» **WHAT THE TASK REQUIRES**
Within the records below is a range that opens at the line with "let rights = [ControlMessage::ScmRights(fds)];" and closes at the line with "the first byte". Return that range word for word, both ends included, and only that range.

== Segment start ==

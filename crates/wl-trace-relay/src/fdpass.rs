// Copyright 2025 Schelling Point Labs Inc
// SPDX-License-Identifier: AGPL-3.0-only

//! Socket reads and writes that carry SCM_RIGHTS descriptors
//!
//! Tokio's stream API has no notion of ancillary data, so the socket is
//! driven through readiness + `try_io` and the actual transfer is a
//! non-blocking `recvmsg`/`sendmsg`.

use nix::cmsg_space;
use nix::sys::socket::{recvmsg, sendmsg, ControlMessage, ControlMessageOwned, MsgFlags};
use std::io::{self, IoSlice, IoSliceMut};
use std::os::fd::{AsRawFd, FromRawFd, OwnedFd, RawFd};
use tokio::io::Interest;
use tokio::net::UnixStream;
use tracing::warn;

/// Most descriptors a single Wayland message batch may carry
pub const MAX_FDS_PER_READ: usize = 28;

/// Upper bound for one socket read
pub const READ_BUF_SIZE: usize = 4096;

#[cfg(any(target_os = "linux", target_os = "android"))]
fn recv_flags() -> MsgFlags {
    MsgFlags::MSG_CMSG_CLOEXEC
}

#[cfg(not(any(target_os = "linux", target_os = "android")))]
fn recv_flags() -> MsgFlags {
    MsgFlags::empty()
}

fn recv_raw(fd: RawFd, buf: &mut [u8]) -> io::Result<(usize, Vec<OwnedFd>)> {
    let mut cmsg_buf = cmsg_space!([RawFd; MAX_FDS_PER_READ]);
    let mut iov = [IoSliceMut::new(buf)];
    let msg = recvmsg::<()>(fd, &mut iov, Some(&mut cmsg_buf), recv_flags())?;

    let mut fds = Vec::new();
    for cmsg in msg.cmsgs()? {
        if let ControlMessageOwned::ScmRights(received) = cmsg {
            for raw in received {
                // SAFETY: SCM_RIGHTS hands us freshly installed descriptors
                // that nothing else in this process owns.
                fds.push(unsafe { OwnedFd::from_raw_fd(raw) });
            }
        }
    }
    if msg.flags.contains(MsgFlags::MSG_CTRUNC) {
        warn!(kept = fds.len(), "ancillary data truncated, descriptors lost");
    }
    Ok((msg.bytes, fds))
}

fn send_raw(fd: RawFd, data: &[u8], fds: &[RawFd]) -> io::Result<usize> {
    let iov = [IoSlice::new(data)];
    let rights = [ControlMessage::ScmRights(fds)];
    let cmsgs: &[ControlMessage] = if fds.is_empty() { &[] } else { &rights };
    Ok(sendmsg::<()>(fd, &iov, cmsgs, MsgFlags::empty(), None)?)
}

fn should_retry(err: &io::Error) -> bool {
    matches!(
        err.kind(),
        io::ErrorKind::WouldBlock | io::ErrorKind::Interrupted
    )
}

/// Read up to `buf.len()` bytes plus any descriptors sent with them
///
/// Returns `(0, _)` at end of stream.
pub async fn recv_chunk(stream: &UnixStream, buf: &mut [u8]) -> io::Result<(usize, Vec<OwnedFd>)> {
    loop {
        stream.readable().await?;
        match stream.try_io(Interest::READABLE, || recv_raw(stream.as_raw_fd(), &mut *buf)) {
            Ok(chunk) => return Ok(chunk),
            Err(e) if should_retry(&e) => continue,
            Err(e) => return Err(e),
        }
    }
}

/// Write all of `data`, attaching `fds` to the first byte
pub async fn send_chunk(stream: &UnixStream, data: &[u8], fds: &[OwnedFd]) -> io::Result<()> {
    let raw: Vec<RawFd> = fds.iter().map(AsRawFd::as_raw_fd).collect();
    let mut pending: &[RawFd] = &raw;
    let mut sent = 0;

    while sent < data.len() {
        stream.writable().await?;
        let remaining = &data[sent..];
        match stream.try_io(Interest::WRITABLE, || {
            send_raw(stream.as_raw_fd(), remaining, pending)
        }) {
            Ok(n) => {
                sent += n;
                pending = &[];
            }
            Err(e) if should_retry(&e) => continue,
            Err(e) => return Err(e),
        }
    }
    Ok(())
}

== Segment end ==
== Segment start ==

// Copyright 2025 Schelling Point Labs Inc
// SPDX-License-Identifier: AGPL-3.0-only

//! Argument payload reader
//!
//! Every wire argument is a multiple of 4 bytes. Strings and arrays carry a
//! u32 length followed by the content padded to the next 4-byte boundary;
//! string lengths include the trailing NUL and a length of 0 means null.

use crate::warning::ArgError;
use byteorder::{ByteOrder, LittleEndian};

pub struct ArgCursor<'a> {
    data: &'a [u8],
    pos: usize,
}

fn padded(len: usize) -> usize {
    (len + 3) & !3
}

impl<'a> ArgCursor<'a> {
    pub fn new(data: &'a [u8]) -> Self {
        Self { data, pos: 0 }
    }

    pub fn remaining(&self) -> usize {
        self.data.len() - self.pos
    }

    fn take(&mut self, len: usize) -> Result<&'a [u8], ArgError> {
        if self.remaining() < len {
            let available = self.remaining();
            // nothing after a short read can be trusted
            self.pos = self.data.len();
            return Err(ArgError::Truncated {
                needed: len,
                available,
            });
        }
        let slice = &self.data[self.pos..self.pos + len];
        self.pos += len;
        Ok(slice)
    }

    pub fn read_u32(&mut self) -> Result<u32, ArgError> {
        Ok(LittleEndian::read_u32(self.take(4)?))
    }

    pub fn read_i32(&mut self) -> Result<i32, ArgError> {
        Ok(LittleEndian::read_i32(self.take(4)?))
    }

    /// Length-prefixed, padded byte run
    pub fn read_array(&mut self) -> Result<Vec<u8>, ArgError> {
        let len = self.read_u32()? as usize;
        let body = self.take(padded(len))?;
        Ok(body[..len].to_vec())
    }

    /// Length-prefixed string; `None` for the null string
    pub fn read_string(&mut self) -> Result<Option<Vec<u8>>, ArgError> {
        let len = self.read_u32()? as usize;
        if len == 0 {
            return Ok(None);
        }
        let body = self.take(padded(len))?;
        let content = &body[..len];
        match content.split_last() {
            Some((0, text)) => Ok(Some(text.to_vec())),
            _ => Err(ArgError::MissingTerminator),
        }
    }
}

== Segment end ==

» **ANSWER AREA**
    let rights = [ControlMessage::ScmRights(fds)];
    let cmsgs: &[ControlMessage] = if fds.is_empty() { &[] } else { &rights };
    Ok(sendmsg::<()>(fd, &iov, cmsgs, MsgFlags::empty(), None)?)
}

fn should_retry(err: &io::Error) -> bool {
    matches!(
        err.kind(),
        io::ErrorKind::WouldBlock | io::ErrorKind::Interrupted
    )
}

/// Read up to `buf.len()` bytes plus any descriptors sent with them
///
/// Returns `(0, _)` at end of stream.
pub async fn recv_chunk(stream: &UnixStream, buf: &mut [u8]) -> io::Result<(usize, Vec<OwnedFd>)> {
    loop {
        stream.readable().await?;
        match stream.try_io(Interest::READABLE, || recv_raw(stream.as_raw_fd(), &mut *buf)) {
            Ok(chunk) => return Ok(chunk),
            Err(e) if should_retry(&e) => continue,
            Err(e) => return Err(e),
        }
    }
}

/// Write all of `data`, attaching `fds` to the first byte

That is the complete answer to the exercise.